• [What the exercise asks]:
Check each line of the data below for the string "target". Then give the number of lines that have it, without anything else.

Data excerpts:
————————
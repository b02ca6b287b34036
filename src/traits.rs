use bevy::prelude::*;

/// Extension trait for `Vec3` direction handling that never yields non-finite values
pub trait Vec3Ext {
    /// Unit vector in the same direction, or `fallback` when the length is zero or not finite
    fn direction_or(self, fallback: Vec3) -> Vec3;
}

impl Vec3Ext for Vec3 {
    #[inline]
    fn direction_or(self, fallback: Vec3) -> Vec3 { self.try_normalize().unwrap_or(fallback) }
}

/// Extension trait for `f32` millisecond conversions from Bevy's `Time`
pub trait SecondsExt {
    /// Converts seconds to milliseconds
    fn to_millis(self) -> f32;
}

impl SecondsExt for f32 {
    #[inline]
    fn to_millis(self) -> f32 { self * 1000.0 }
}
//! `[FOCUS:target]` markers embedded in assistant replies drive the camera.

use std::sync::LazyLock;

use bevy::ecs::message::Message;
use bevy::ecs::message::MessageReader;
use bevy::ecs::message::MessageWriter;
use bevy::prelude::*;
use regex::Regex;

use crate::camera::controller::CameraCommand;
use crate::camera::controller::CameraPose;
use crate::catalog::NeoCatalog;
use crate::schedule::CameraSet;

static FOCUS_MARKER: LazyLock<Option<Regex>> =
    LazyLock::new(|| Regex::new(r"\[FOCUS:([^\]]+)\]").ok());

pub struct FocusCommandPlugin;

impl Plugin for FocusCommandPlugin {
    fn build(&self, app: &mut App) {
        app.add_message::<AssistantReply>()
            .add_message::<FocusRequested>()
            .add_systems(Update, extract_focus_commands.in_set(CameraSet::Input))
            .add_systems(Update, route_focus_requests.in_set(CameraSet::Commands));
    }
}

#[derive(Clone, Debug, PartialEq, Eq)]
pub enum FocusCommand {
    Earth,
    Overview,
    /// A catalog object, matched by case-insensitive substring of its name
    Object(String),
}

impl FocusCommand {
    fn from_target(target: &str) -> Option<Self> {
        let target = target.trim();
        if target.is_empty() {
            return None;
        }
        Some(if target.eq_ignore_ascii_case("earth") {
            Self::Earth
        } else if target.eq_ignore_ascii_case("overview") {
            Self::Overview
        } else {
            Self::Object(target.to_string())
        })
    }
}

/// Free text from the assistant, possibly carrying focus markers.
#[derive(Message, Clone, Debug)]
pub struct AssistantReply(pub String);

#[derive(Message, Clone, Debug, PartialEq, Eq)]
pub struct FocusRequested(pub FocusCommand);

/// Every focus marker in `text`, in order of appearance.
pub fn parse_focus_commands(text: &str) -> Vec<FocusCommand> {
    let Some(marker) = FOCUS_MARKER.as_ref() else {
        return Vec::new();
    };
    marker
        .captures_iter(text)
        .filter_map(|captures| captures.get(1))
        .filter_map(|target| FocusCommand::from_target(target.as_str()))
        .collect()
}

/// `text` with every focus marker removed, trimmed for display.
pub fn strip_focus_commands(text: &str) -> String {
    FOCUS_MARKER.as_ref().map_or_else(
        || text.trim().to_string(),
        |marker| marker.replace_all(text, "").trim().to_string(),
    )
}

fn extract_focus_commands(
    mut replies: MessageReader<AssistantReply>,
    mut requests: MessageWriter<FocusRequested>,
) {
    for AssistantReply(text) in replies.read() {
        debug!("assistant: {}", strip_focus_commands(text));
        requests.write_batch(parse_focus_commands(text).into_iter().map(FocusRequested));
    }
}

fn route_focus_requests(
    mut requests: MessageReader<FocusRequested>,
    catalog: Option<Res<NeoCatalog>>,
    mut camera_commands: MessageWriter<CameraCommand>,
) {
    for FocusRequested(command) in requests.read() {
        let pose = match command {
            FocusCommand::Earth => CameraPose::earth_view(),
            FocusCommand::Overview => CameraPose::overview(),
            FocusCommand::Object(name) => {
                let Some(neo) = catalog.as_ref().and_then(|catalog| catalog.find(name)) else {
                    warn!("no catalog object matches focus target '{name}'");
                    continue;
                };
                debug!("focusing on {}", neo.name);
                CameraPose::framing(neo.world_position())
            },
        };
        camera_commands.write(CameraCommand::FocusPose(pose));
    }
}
————————
• [Solution to the exercise]:
9